Description of the task :: Repeat exactly, and only, the lines of the entries below from the one with "one thread-safe handle." through the one with "catalog, and a", both ends included.

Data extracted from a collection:
·····

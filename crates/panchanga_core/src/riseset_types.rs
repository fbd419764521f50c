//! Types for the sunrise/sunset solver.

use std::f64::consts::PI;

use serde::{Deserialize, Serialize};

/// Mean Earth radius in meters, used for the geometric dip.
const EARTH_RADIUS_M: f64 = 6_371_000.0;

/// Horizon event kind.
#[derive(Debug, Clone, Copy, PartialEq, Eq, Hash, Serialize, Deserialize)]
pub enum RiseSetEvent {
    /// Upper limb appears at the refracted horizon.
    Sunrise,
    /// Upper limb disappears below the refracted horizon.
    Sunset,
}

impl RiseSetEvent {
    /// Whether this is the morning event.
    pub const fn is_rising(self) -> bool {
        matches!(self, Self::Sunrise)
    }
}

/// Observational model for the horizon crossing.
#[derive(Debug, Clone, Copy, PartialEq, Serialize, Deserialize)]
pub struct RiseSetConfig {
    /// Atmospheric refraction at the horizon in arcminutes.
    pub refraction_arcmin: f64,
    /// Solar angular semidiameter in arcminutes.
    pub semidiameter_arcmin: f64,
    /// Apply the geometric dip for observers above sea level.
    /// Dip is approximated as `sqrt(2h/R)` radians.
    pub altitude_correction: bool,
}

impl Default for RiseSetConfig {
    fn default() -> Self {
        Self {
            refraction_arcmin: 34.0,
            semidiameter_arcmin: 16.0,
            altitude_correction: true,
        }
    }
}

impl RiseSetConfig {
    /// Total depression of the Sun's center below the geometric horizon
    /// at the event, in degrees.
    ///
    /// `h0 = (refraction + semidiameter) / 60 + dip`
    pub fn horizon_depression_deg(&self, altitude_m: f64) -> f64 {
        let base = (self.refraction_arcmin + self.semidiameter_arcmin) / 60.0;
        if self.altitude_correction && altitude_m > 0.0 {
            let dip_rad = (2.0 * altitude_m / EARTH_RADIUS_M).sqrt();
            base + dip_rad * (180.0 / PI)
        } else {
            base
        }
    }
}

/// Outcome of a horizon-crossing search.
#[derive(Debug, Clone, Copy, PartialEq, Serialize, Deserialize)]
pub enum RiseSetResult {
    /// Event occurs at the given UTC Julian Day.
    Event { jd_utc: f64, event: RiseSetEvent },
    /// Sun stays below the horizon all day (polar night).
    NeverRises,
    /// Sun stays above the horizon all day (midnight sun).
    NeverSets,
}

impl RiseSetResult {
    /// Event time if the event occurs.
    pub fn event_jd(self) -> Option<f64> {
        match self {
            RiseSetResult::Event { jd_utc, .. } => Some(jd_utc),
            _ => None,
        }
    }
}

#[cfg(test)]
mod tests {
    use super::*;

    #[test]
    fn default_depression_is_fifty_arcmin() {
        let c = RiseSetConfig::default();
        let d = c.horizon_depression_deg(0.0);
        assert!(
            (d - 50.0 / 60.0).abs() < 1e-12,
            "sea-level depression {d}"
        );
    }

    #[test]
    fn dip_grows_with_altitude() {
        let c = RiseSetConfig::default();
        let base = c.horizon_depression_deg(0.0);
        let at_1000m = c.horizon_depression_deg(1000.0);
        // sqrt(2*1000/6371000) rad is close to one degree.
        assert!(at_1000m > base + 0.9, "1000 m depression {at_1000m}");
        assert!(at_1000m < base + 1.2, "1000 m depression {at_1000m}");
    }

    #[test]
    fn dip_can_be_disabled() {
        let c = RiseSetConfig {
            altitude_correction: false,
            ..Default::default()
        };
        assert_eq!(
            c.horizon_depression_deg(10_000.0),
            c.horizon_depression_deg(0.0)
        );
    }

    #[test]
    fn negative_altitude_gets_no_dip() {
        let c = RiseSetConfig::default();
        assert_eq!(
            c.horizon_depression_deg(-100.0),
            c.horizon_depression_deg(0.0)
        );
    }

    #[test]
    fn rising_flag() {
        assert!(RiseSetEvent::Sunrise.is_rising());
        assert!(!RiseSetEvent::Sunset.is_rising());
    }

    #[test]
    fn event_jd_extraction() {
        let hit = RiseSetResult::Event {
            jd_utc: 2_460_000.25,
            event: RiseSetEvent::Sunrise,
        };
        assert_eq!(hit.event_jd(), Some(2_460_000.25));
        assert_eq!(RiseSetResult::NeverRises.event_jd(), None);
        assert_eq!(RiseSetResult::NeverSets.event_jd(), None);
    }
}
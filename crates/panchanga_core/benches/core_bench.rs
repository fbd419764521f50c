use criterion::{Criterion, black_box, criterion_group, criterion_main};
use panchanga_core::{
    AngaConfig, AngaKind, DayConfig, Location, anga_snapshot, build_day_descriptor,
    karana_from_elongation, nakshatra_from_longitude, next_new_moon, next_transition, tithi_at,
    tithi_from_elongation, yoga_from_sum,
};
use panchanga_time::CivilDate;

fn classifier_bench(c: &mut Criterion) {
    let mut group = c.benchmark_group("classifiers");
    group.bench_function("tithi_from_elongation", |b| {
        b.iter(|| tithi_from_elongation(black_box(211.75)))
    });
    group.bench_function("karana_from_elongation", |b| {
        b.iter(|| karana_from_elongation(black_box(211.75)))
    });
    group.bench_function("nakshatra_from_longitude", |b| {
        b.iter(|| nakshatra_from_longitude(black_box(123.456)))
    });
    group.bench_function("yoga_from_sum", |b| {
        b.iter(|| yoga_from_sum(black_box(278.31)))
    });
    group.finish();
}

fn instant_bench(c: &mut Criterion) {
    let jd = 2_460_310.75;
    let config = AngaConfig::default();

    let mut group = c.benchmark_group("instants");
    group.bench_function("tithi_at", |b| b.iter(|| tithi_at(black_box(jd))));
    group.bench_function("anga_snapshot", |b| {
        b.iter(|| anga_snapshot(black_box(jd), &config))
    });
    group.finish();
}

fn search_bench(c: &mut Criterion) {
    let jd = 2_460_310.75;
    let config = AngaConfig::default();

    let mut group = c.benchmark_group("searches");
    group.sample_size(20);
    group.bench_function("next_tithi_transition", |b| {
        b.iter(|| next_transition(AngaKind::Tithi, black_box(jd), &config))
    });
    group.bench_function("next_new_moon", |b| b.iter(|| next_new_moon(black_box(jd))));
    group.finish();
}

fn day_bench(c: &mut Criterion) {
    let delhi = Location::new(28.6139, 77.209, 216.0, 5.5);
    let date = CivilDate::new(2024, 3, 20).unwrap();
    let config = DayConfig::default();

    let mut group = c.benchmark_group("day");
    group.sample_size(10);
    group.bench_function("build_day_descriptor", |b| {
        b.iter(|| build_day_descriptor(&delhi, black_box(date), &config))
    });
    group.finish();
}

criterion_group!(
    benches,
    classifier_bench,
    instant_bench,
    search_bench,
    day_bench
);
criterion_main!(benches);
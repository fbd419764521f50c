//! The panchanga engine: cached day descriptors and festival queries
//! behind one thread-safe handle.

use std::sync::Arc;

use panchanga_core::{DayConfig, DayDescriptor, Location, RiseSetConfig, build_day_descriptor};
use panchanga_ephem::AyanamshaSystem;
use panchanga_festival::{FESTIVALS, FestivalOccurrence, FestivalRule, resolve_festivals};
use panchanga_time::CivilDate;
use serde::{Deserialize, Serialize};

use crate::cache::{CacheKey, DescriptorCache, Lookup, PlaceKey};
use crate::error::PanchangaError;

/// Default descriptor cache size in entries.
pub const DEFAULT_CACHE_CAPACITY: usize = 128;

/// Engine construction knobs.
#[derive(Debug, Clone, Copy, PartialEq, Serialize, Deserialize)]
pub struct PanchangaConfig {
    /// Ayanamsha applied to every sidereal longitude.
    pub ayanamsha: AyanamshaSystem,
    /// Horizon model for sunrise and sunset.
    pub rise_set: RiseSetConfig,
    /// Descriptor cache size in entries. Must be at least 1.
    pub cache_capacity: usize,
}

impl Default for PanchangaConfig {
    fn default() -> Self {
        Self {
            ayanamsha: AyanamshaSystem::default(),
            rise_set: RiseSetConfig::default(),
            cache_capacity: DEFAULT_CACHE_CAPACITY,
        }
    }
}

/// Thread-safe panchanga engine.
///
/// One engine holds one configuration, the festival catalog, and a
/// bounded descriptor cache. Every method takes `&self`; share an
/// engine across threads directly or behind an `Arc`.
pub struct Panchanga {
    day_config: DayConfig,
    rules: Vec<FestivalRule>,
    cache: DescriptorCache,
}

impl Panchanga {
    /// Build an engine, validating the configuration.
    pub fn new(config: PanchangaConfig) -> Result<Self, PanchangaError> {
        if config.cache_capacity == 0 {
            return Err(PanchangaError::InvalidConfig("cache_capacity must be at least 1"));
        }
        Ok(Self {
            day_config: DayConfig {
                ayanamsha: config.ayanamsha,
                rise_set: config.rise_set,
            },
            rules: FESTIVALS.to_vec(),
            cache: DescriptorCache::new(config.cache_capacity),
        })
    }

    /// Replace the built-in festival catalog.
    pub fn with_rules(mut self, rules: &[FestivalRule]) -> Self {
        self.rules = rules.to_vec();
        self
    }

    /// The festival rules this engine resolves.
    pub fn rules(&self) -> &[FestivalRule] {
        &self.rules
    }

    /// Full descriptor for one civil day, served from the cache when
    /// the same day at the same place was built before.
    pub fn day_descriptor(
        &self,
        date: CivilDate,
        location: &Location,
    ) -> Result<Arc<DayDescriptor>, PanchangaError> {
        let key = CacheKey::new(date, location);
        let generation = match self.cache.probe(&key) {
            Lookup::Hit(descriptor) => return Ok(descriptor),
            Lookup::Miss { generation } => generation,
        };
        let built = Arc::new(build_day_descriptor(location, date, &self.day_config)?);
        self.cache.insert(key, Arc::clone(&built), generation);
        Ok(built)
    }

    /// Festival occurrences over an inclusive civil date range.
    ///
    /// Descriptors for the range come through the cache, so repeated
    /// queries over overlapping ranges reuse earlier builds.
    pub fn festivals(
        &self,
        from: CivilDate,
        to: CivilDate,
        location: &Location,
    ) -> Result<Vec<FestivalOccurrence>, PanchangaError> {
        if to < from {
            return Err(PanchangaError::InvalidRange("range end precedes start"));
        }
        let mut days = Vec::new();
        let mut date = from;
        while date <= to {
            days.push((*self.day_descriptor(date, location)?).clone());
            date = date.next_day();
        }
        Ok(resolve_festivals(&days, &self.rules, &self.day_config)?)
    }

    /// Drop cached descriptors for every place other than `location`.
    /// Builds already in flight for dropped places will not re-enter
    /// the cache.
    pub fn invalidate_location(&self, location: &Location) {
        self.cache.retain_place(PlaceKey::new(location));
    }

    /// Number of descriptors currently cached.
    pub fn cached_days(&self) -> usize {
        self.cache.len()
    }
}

·····

Response area ::
//! behind one thread-safe handle.

use std::sync::Arc;

use panchanga_core::{DayConfig, DayDescriptor, Location, RiseSetConfig, build_day_descriptor};
use panchanga_ephem::AyanamshaSystem;
use panchanga_festival::{FESTIVALS, FestivalOccurrence, FestivalRule, resolve_festivals};
use panchanga_time::CivilDate;
use serde::{Deserialize, Serialize};

use crate::cache::{CacheKey, DescriptorCache, Lookup, PlaceKey};
use crate::error::PanchangaError;

/// Default descriptor cache size in entries.
pub const DEFAULT_CACHE_CAPACITY: usize = 128;

/// Engine construction knobs.
#[derive(Debug, Clone, Copy, PartialEq, Serialize, Deserialize)]
pub struct PanchangaConfig {
    /// Ayanamsha applied to every sidereal longitude.
    pub ayanamsha: AyanamshaSystem,
    /// Horizon model for sunrise and sunset.
    pub rise_set: RiseSetConfig,
    /// Descriptor cache size in entries. Must be at least 1.
    pub cache_capacity: usize,
}

impl Default for PanchangaConfig {
    fn default() -> Self {
        Self {
            ayanamsha: AyanamshaSystem::default(),
            rise_set: RiseSetConfig::default(),
            cache_capacity: DEFAULT_CACHE_CAPACITY,
        }
    }
}

/// Thread-safe panchanga engine.
///
/// One engine holds one configuration, the festival catalog, and a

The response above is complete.